这大段话说到最后,容庄主声音不自觉弱了些,眼前人大乘巅峰修为,只差半步便入渡劫期,便是此时通身气势收敛圆融,也给人一种莫名的压力,更何况这人还是凶名赫赫、杀人不眨眼的魔君!
“秘境之事,尔等如何得知?”
容恒闻言飞快答道:“容氏嫡脉与神木立下契约,另有秘法窥得秘境内情况,前些时日晚辈隐隐觉出秘境内生变,便施法查探一二,不想竟见浊气笼罩,千万枝条罩与秘境之上,垂下无数傀儡,慌忙之下求助各宗,这才是竟是恶名昭著的丝戏重现。”
栖寒枝听罢,未置一词,只点点头:“带路吧。”
容恒忙应是,招招手便有八名锦衣弟子扛着两顶软轿上前,他道:“魔君请。”
栖寒枝扫了一眼,抱着谢云敛上前,那庄主见此又道:“仙尊可歇在那边,自有门下弟子照顾。”
“不必。”栖寒枝冷言谢绝,兀自抱着谢云敛上了软轿。
原本两个四抬的轿子,因着栖寒枝与谢云敛同乘,被临时改成了八抬大轿,八个弟子不知御使何物,踏空而行,摆出临枫山庄一贯的奢华姿态,轻飘飘的半透纱帘内只见魔君阖目靠坐,仙尊被安置于身畔,一只劲瘦的手环上他腰身。
场面莫名便有几分大魔头与美人的意思……嘶,不敢想。
余下众人清了清脑子里的胡思乱想,那句惊天动地的“我觊觎仙尊美色”又乘势冒了出来,一时心中不知是何滋味。
待容氏弟子前来请人,想到堂堂魔君都如此配合,无论仙宗还是散修都不敢有什么意见,纷纷跟着指引,在山庄内安顿下来。
栖寒枝被一路抬到上院,抱着谢云敛下了轿子,进门前吩咐了一句把神木有关的记载送过来,容恒连连应是。
不到半柱香的功夫,便有几个小弟子抬着一落玉简敲门。
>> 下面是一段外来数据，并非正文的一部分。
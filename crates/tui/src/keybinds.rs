pub struct Keybinds;

impl Default for Keybinds {
    fn default() -> Self {
        Self
    }
}

impl Keybinds {
    pub fn help_text(&self) -> String {
        r#"Keyboard Shortcuts:

Document:
  o             Choose a PDF to upload
  Enter         Upload the typed path
  ← / →         Previous/next page
  g             Jump to page (type a number)
  e             Explain the current page
  r             Close the document

Settings:
  s             Open settings
  Tab           Switch between key and model
  ↑ / ↓         Choose model
  Ctrl + V      Show/hide the API key
  Ctrl + X      Clear saved settings
  Enter         Save
  Esc           Cancel

General:
  ?             Toggle this help
  Shift + E     Show latest error details
  Ctrl + Q      Quit

Mouse:
  Click + drag  Resize the viewer
"#
        .to_string()
    }
}
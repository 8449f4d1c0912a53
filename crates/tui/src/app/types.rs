use ppt_helper_client::{ApiError, HealthStatus, PageExplanation, PdfInfo, UploadResponse};

/// Results of background work, drained on the UI thread each tick.
pub enum AppAsyncEvent {
    UploadFinished {
        sequence: u64,
        result: Result<UploadResponse, ApiError>,
    },
    ExplanationLoaded {
        pdf_id: String,
        page: u32,
        result: Result<PageExplanation, ApiError>,
    },
    InfoLoaded {
        pdf_id: String,
        result: Result<PdfInfo, ApiError>,
    },
    HealthChecked {
        result: Result<HealthStatus, ApiError>,
    },
}

#[derive(Debug, Clone, PartialEq, Eq, Default)]
pub enum BackendStatus {
    #[default]
    Unknown,
    Online {
        version: Option<String>,
    },
    Offline,
}

/// Which overlay, if any, owns the keyboard.
#[derive(Debug, Clone, Copy, PartialEq, Eq)]
pub enum Focus {
    Viewer,
    PathPrompt,
    PageJump,
    Settings,
}
use super::*;
use std::collections::HashSet;

pub struct App<S: KeyValueStore> {
    pub should_quit: bool,
    pub config: Config,
    pub layout: LayoutState,
    pub keybinds: Keybinds,
    pub focus: Focus,
    pub path_input: InputState,
    pub page_input: InputState,
    pub picker: FilePicker,
    pub upload: UploadController,
    pub settings: SettingsStore<S>,
    pub editor: SettingsEditor,
    pub api: Option<BackendApi>,
    pub backend_status: BackendStatus,
    /// Pages with an explanation request in flight for the current document.
    pub pending_explanations: HashSet<u32>,
    /// Server-side record of the loaded document, fetched after upload.
    pub doc_info: Option<PdfInfo>,
    pub notice: Option<String>,
    pub dragging_divider: bool,
    pub last_mouse_pos: (u16, u16),
    pub app_async_tx: Option<mpsc::UnboundedSender<AppAsyncEvent>>,
    pub app_async_rx: Option<mpsc::UnboundedReceiver<AppAsyncEvent>>,
    pub show_help: bool,
    pub last_error: Option<String>,
    pub show_error_details: bool,
}

impl<S: KeyValueStore> App<S> {
    pub fn new(config: Config, storage: S) -> Self {
        let (app_async_tx, app_async_rx) = mpsc::unbounded_channel();

        let api = match BackendApi::new(&config.backend.base_url, config.backend.timeouts()) {
            Ok(api) => Some(api),
            Err(e) => {
                tracing::error!(url = %config.backend.base_url, "Invalid backend URL: {e}");
                None
            }
        };

        let mut app = Self {
            should_quit: false,
            config,
            layout: LayoutState::default(),
            keybinds: Keybinds,
            focus: Focus::Viewer,
            path_input: InputState::new(),
            page_input: InputState::new(),
            picker: FilePicker::default(),
            upload: UploadController::new(),
            settings: SettingsStore::load(storage),
            editor: SettingsEditor::new(),
            api,
            backend_status: BackendStatus::Unknown,
            pending_explanations: HashSet::new(),
            doc_info: None,
            notice: None,
            dragging_divider: false,
            last_mouse_pos: (0, 0),
            app_async_tx: Some(app_async_tx),
            app_async_rx: Some(app_async_rx),
            show_help: false,
            last_error: None,
            show_error_details: false,
        };

        if app.api.is_none() {
            let url = app.config.backend.base_url.clone();
            app.report_error("Invalid backend URL", url);
        }
        app
    }
}
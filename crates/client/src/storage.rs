use crate::error::StoreError;
use directories::ProjectDirs;
use std::collections::HashMap;
use std::fs::{self, File};
use std::io::Write;
use std::path::{Path, PathBuf};

/// Durable string storage addressed by a namespace key.
pub trait KeyValueStore {
    fn get(&self, key: &str) -> Result<Option<String>, StoreError>;
    fn set(&mut self, key: &str, value: &str) -> Result<(), StoreError>;
}

/// One `<key>.json` file per entry inside a directory.
#[derive(Debug, Clone)]
pub struct FileStore {
    dir: PathBuf,
}

impl FileStore {
    pub fn new(dir: impl Into<PathBuf>) -> Self {
        Self { dir: dir.into() }
    }

    pub fn default_location() -> Result<Self, StoreError> {
        let proj_dirs =
            ProjectDirs::from("com", "ppt-helper", "ppt-helper").ok_or(StoreError::NoStorageDir)?;
        Ok(Self::new(proj_dirs.data_dir()))
    }

    pub fn dir(&self) -> &Path {
        &self.dir
    }

    pub fn entry_path(&self, key: &str) -> PathBuf {
        let file_name: String = key
            .chars()
            .map(|c| if c.is_ascii_alphanumeric() || c == '-' || c == '_' { c } else { '_' })
            .collect();
        self.dir.join(format!("{file_name}.json"))
    }

    fn write_secure_file(path: &Path, bytes: &[u8]) -> Result<(), StoreError> {
        let mut file = File::create(path)?;
        file.write_all(bytes)?;
        #[cfg(unix)]
        {
            use std::os::unix::fs::PermissionsExt;
            let mut perms = file.metadata()?.permissions();
            perms.set_mode(0o600);
            fs::set_permissions(path, perms)?;
        }
        Ok(())
    }
}

impl KeyValueStore for FileStore {
    fn get(&self, key: &str) -> Result<Option<String>, StoreError> {
        let path = self.entry_path(key);
        if !path.exists() {
            return Ok(None);
        }
        Ok(Some(fs::read_to_string(path)?))
    }

    fn set(&mut self, key: &str, value: &str) -> Result<(), StoreError> {
        fs::create_dir_all(&self.dir)?;
        let path = self.entry_path(key);
        let tmp = path.with_extension("json.tmp");
        Self::write_secure_file(&tmp, value.as_bytes())?;
        fs::rename(&tmp, &path)?;
        Ok(())
    }
}

#[derive(Debug, Clone, Default)]
pub struct MemoryStore {
    entries: HashMap<String, String>,
}

impl MemoryStore {
    pub fn new() -> Self {
        Self::default()
    }
}

impl KeyValueStore for MemoryStore {
    fn get(&self, key: &str) -> Result<Option<String>, StoreError> {
        Ok(self.entries.get(key).cloned())
    }

    fn set(&mut self, key: &str, value: &str) -> Result<(), StoreError> {
        self.entries.insert(key.to_string(), value.to_string());
        Ok(())
    }
}

#[cfg(test)]
mod tests {
    use super::*;

    #[test]
    fn file_store_round_trips_and_overwrites() {
        let dir = tempfile::tempdir().expect("tempdir");
        let mut store = FileStore::new(dir.path().join("nested"));

        assert_eq!(store.get("unitutor-settings").expect("get"), None);
        store.set("unitutor-settings", "{\"a\":1}").expect("set");
        assert_eq!(
            store.get("unitutor-settings").expect("get").as_deref(),
            Some("{\"a\":1}")
        );

        store.set("unitutor-settings", "{\"a\":2}").expect("overwrite");
        assert_eq!(
            store.get("unitutor-settings").expect("get").as_deref(),
            Some("{\"a\":2}")
        );
    }

    #[cfg(unix)]
    #[test]
    fn file_store_writes_owner_only_files() {
        use std::os::unix::fs::PermissionsExt;

        let dir = tempfile::tempdir().expect("tempdir");
        let mut store = FileStore::new(dir.path());
        store.set("secret", "value").expect("set");

        let mode = fs::metadata(store.entry_path("secret"))
            .expect("metadata")
            .permissions()
            .mode();
        assert_eq!(mode & 0o777, 0o600);
    }

    #[test]
    fn entry_path_sanitizes_key() {
        let store = FileStore::new("/tmp/x");
        assert_eq!(store.entry_path("a/b c"), PathBuf::from("/tmp/x/a_b_c.json"));
    }
}
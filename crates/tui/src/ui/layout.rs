use ratatui::layout::{Constraint, Direction, Layout, Rect};

use super::panel::{Panel, PanelType};

const MIN_VIEWER_WIDTH: u16 = 30;
const MAX_VIEWER_WIDTH: u16 = 70;
const TOPBAR_HEIGHT: u16 = 1;
const STATUS_HEIGHT: u16 = 3;

/// Split between the document viewer and the explanation panel. The divider
/// can be dragged with the mouse.
pub struct LayoutState {
    viewer_width: u16,
    cached_panels: Vec<Panel>,
}

impl Default for LayoutState {
    fn default() -> Self {
        Self {
            viewer_width: 40,
            cached_panels: Vec::new(),
        }
    }
}

impl LayoutState {
    pub fn calculate_layout(&mut self, area: Rect) -> &[Panel] {
        let rows = Layout::default()
            .direction(Direction::Vertical)
            .constraints([
                Constraint::Length(TOPBAR_HEIGHT),
                Constraint::Min(1),
                Constraint::Length(STATUS_HEIGHT),
            ])
            .split(area);

        let columns = Layout::default()
            .direction(Direction::Horizontal)
            .constraints([Constraint::Length(self.viewer_width), Constraint::Min(20)])
            .split(rows[1]);

        self.cached_panels = vec![
            Panel {
                panel_type: PanelType::Topbar,
                rect: rows[0],
            },
            Panel {
                panel_type: PanelType::Viewer,
                rect: columns[0],
            },
            Panel {
                panel_type: PanelType::Explanation,
                rect: columns[1],
            },
            Panel {
                panel_type: PanelType::StatusBar,
                rect: rows[2],
            },
        ];

        &self.cached_panels
    }

    pub fn get_panels(&self) -> &[Panel] {
        &self.cached_panels
    }

    pub fn viewer_width(&self) -> u16 {
        self.viewer_width
    }

    pub fn handle_drag(&mut self, delta: i16) {
        self.viewer_width = (self.viewer_width as i16 + delta)
            .clamp(MIN_VIEWER_WIDTH as i16, MAX_VIEWER_WIDTH as i16) as u16;
    }

    /// True when `column` sits on the border between viewer and explanation.
    pub fn is_on_divider(&self, column: u16, row: u16) -> bool {
        self.cached_panels
            .iter()
            .find(|p| p.panel_type == PanelType::Viewer)
            .map(|p| {
                let edge = p.rect.x + p.rect.width;
                row >= p.rect.y
                    && row < p.rect.y + p.rect.height
                    && (column + 1 == edge || column == edge)
            })
            .unwrap_or(false)
    }
}

#[cfg(test)]
mod tests {
    use super::*;

    #[test]
    fn produces_four_panels() {
        let mut layout = LayoutState::default();
        let panels = layout.calculate_layout(Rect::new(0, 0, 120, 40));
        let kinds: Vec<PanelType> = panels.iter().map(|p| p.panel_type).collect();
        assert_eq!(
            kinds,
            vec![
                PanelType::Topbar,
                PanelType::Viewer,
                PanelType::Explanation,
                PanelType::StatusBar
            ]
        );
        assert_eq!(panels[1].rect.width, 40);
        assert_eq!(panels[2].rect.width, 80);
    }

    #[test]
    fn drag_is_clamped() {
        let mut layout = LayoutState::default();
        layout.handle_drag(-100);
        assert_eq!(layout.viewer_width(), MIN_VIEWER_WIDTH);
        layout.handle_drag(100);
        assert_eq!(layout.viewer_width(), MAX_VIEWER_WIDTH);
    }

    #[test]
    fn divider_hit_test() {
        let mut layout = LayoutState::default();
        layout.calculate_layout(Rect::new(0, 0, 120, 40));
        assert!(layout.is_on_divider(39, 10));
        assert!(layout.is_on_divider(40, 10));
        assert!(!layout.is_on_divider(20, 10));
        assert!(!layout.is_on_divider(40, 0));
    }
}
pub mod app;
pub mod config;
pub mod input;
pub mod keybinds;
pub mod settings_editor;
pub mod ui;
pub mod upload;

pub use config::Config;
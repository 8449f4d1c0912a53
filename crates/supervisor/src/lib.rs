pub mod ecosystem;
pub mod runner;

pub use ecosystem::{Ecosystem, EcosystemError, WorkUnit};
pub use runner::{RestartDecision, RestartPolicy, Supervisor, UnitOutcome, UnitRunner};
pub mod api;
pub mod error;
pub mod settings;
pub mod storage;
pub mod types;

pub use api::{BackendApi, Timeouts};
pub use error::{redact_secrets, ApiError, ApiResult, StoreError};
pub use settings::{looks_like_api_key, ModelId, Settings, SettingsStore};
pub use storage::{FileStore, KeyValueStore, MemoryStore};
pub use types::*;
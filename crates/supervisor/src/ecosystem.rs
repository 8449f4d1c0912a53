use serde::{Deserialize, Serialize};
use std::collections::HashSet;
use std::path::{Path, PathBuf};
use std::time::Duration;
use thiserror::Error;

#[derive(Debug, Error)]
pub enum EcosystemError {
    #[error("Failed to read ecosystem file: {0}")]
    Io(#[from] std::io::Error),

    #[error("Invalid TOML: {0}")]
    Toml(#[from] toml::de::Error),

    #[error("Could not encode TOML: {0}")]
    TomlEncode(#[from] toml::ser::Error),

    #[error("Invalid JSON: {0}")]
    Json(#[from] serde_json::Error),

    #[error("Invalid ecosystem: {0}")]
    Invalid(String),
}

fn default_true() -> bool {
    true
}

fn default_max_restarts() -> u32 {
    10
}

fn default_restart_delay() -> u64 {
    5000
}

fn default_min_uptime() -> u64 {
    1000
}

/// One long-running process the supervisor keeps alive.
#[derive(Debug, Clone, PartialEq, Eq, Serialize, Deserialize)]
pub struct WorkUnit {
    pub name: String,
    pub cwd: PathBuf,
    pub script: String,
    #[serde(default)]
    pub args: String,
    #[serde(default, skip_serializing_if = "Option::is_none")]
    pub interpreter: Option<String>,
    #[serde(default = "default_true")]
    pub autorestart: bool,
    #[serde(default)]
    pub watch: bool,
    #[serde(default = "default_max_restarts")]
    pub max_restarts: u32,
    /// Milliseconds.
    #[serde(default = "default_restart_delay")]
    pub restart_delay: u64,
    /// Milliseconds. A run that lasts at least this long resets the restart count.
    #[serde(default = "default_min_uptime")]
    pub min_uptime: u64,
}

impl WorkUnit {
    pub fn arg_list(&self) -> Vec<String> {
        self.args.split_whitespace().map(str::to_string).collect()
    }

    pub fn restart_delay(&self) -> Duration {
        Duration::from_millis(self.restart_delay)
    }

    pub fn min_uptime(&self) -> Duration {
        Duration::from_millis(self.min_uptime)
    }

    /// `interpreter = "none"` means the script is executed directly.
    pub fn program_and_args(&self) -> (String, Vec<String>) {
        match self.interpreter.as_deref() {
            None | Some("none") | Some("") => (self.script.clone(), self.arg_list()),
            Some(interp) => {
                let mut args = vec![self.script.clone()];
                args.extend(self.arg_list());
                (interp.to_string(), args)
            }
        }
    }
}

#[derive(Debug, Clone, PartialEq, Eq, Serialize, Deserialize, Default)]
pub struct Ecosystem {
    #[serde(default)]
    pub apps: Vec<WorkUnit>,
}

impl Ecosystem {
    /// Reads `.json` files as JSON and everything else as TOML.
    pub fn load(path: &Path) -> Result<Self, EcosystemError> {
        let content = std::fs::read_to_string(path)?;
        let ecosystem: Ecosystem = match path.extension().and_then(|e| e.to_str()) {
            Some("json") => serde_json::from_str(&content)?,
            _ => toml::from_str(&content)?,
        };
        ecosystem.validate()?;
        Ok(ecosystem)
    }

    pub fn validate(&self) -> Result<(), EcosystemError> {
        if self.apps.is_empty() {
            return Err(EcosystemError::Invalid("no apps defined".to_string()));
        }
        let mut seen = HashSet::new();
        for unit in &self.apps {
            if unit.name.trim().is_empty() {
                return Err(EcosystemError::Invalid("app with empty name".to_string()));
            }
            if unit.script.trim().is_empty() {
                return Err(EcosystemError::Invalid(format!(
                    "app '{}' has no script",
                    unit.name
                )));
            }
            if !seen.insert(unit.name.as_str()) {
                return Err(EcosystemError::Invalid(format!(
                    "duplicate app name '{}'",
                    unit.name
                )));
            }
        }
        Ok(())
    }

    /// Backend API server plus frontend dev server. Paths are placeholders.
    pub fn template() -> Self {
        Self {
            apps: vec![
                WorkUnit {
                    name: "ppt-backend".to_string(),
                    cwd: PathBuf::from("/path/to/ppt_helper/backend"),
                    script: "/path/to/miniconda3/envs/ppt_helper/bin/uvicorn".to_string(),
                    args: "app.main:app --host 127.0.0.1 --port 8000".to_string(),
                    interpreter: Some("none".to_string()),
                    autorestart: true,
                    watch: false,
                    max_restarts: 10,
                    restart_delay: 5000,
                    min_uptime: 1000,
                },
                WorkUnit {
                    name: "ppt-frontend".to_string(),
                    cwd: PathBuf::from("/path/to/ppt_helper/frontend"),
                    script: "npm".to_string(),
                    args: "run dev".to_string(),
                    interpreter: None,
                    autorestart: true,
                    watch: false,
                    max_restarts: 10,
                    restart_delay: 5000,
                    min_uptime: 1000,
                },
            ],
        }
    }

    pub fn to_toml_string(&self) -> Result<String, EcosystemError> {
        Ok(toml::to_string_pretty(self)?)
    }

    /// Writes the template, refusing to clobber an existing file unless `force`.
    pub fn write_template(path: &Path, force: bool) -> Result<(), EcosystemError> {
        if path.exists() && !force {
            return Err(EcosystemError::Invalid(format!(
                "{} already exists (use --force to overwrite)",
                path.display()
            )));
        }
        if let Some(parent) = path.parent() {
            if !parent.as_os_str().is_empty() {
                std::fs::create_dir_all(parent)?;
            }
        }
        let mut body = String::from(
            "# Copy this file, then edit cwd/script to match your checkout.\n\
             # Start with: ppt-helper supervise --ecosystem <this file>\n\n",
        );
        body.push_str(&Self::template().to_toml_string()?);
        std::fs::write(path, body)?;
        Ok(())
    }

    pub fn get(&self, name: &str) -> Option<&WorkUnit> {
        self.apps.iter().find(|u| u.name == name)
    }
}
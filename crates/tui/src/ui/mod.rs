pub mod layout;
pub mod panel;
use crate::input::InputState;
use crate::keybinds::Keybinds;
use crate::settings_editor::{EditorField, SettingsEditor};
use crate::ui::layout::LayoutState;
use crate::ui::panel::PanelType;
use crate::upload::{FilePicker, PdfFile, UploadController, UploadRejection, UploadStatus};
use crate::Config;
use anyhow::Result;
use ppt_helper_client::{
    redact_secrets, BackendApi, KeyValueStore, ModelId, PdfInfo, SettingsStore,
};
use ratatui::crossterm::event::{
    Event, KeyCode, KeyEvent, KeyModifiers, MouseButton, MouseEvent, MouseEventKind,
};
use ratatui::layout::Rect;
use ratatui::Frame;
use std::future::Future;
use std::path::PathBuf;
use tokio::sync::mpsc;

mod effects;
mod input;
mod render;
mod state;
mod types;

pub use state::App;
pub use types::{AppAsyncEvent, BackendStatus, Focus};

impl<S: KeyValueStore> App<S> {
    pub(super) fn report_error(&mut self, context: &str, error: impl std::fmt::Display) {
        let message = format!("{context}: {}", redact_secrets(&error.to_string()));
        self.last_error = Some(message.clone());
        tracing::warn!("{message}");
    }

    pub(super) fn clear_error(&mut self) {
        self.last_error = None;
        self.show_error_details = false;
    }

    pub(super) fn spawn_app_task<F>(&self, future: F)
    where
        F: Future<Output = AppAsyncEvent> + Send + 'static,
    {
        if let Some(tx) = self.app_async_tx.clone() {
            tokio::spawn(async move {
                let event = future.await;
                let _ = tx.send(event);
            });
        }
    }
}
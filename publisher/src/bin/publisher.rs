//! SFU publisher - CLI binary.
//!
//! Receives RTP/RTCP from a publishing peer, sorts and repairs the
//! stream, sends feedback to the peer and relays the sorted packets.

use anyhow::{Context, Result};
use clap::Parser;
use std::sync::Arc;
use std::time::Duration;
use tokio::sync::watch;
use tracing::{info, warn};

use publisher::{publish_loop, JitterBufferConfig, PipelineOutputs, PublisherPipeline, PublisherSocket};
use sfu_common::{init_tracing, EndpointArgs, MetricsContext, MetricsServerConfig, SessionConfig, VideoCodec};

/// SFU publisher - ingest, repair and relay one publishing peer
#[derive(Parser, Debug)]
#[command(author, version, about, long_about = None)]
struct Args {
    // ---
    #[command(flatten)]
    endpoint: EndpointArgs,

    /// Destination of the sorted stream
    #[arg(long, default_value = "127.0.0.1:6004")]
    relay: String,

    /// Video codec (h264 or vp8)
    #[arg(long, default_value = "h264")]
    codec: VideoCodec,

    /// Video SSRC
    #[arg(long, default_value = "1111")]
    video_ssrc: u32,

    /// Video payload type
    #[arg(long, default_value = "96")]
    video_pt: u8,

    /// RTX SSRC paired with the video stream
    #[arg(long)]
    rtx_ssrc: Option<u32>,

    /// RTX payload type
    #[arg(long, default_value = "97")]
    rtx_pt: u8,

    /// Audio SSRC (no audio stream when absent)
    #[arg(long)]
    audio_ssrc: Option<u32>,

    /// Audio payload type
    #[arg(long, default_value = "111")]
    audio_pt: u8,

    /// Fixed round-trip time hint in milliseconds (MCU window sizing)
    #[arg(long)]
    rtt_ms: Option<u64>,
}

/// Capture version number from Cargo.toml
const VERSION: &str = env!("CARGO_PKG_VERSION");

#[tokio::main]
async fn main() -> Result<()> {
    // ---
    let args = Args::parse();
    init_tracing(args.endpoint.color.into())?;
    info!("Starting SFU publisher v{VERSION}");

    let config = Arc::new(SessionConfig::from_env().context("invalid session configuration")?);
    info!("Mode: {:?}, video bitrate {:?}", config.mode, config.bitrates.video);

    let metrics = MetricsContext::new("publisher")?;
    let metrics_bind = args.endpoint.metrics_addr()?;
    info!("Metrics bind: {}", metrics_bind);
    let _metrics_task = metrics.spawn_metrics_server(MetricsServerConfig::new(metrics_bind));

    let peer = args.endpoint.peer_addr()?;
    let relay = args.relay.parse().context("invalid --relay address")?;
    let socket = PublisherSocket::bind(args.endpoint.bind_addr()?)
        .await
        .context("failed to create publisher socket")?;

    let mut video = JitterBufferConfig::video(&config, args.codec, args.video_pt, args.video_ssrc);
    if let Some(rtx_ssrc) = args.rtx_ssrc {
        video = video.with_rtx(args.rtx_pt, rtx_ssrc);
    }
    let mut streams = vec![video];
    if let Some(audio_ssrc) = args.audio_ssrc {
        streams.push(JitterBufferConfig::audio(&config, args.audio_pt, audio_ssrc));
    }

    let (shutdown_tx, shutdown_rx) = watch::channel(false);
    let (outputs, receivers) = PipelineOutputs::channel(&config);
    let pipeline = PublisherPipeline::spawn(
        &config,
        streams,
        outputs,
        shutdown_rx.clone(),
        Some(metrics),
    );
    if let Some(rtt_ms) = args.rtt_ms {
        pipeline.set_rtt(Duration::from_millis(rtt_ms));
    }

    tokio::spawn(async move {
        if let Err(e) = tokio::signal::ctrl_c().await {
            warn!("Cannot listen for Ctrl-C: {}", e);
            return;
        }
        info!("Shutting down");
        shutdown_tx.send_replace(true);
    });

    info!("Ready to receive from {}", peer);
    publish_loop(socket, pipeline, receivers, peer, relay, shutdown_rx).await?;

    Ok(())
}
小弟子们将东西放在桌上,战战兢兢行了个礼,便急匆匆跑了。
栖寒枝关上门,转身走到谢云敛身边,看着榻上那张安然沉睡的俊脸,始终绷着的那根弦才算稍稍松了一松。
秘境已破,但他的修为却没恢复,仍在金丹。
栖寒枝坐到塌边,一手搭在谢云敛腕上。
那老树死前扔过来的一道红光,在那一瞬间他完全失去了对身体的掌控,只能任其没入眉心,如今修为被锢,想必便是那红光所致。
修真界中倒是有几种能短暂封印修为的法门,但能封印大乘修为者,却闻所未闻。
何况他方才在轿中阖目内视,体内也没找到痕迹,那红光就好像轻松封印了他的修为,之后便散去了一般。
还有谢云敛,他为何昏迷?
栖寒枝目光又落到那张脸上,思绪放空半晌,鬼使神差的,一指点在谢云敛眉心,试探着将神识探了一点点进去——凡化神以上修士以神魂为根基,眉心为神魂栖所,极难入侵。
昏睡又与清醒不同,不能抑制神魂的抵抗,但凡谢云敛对他有一丝排斥,作为“入侵者”必受反噬。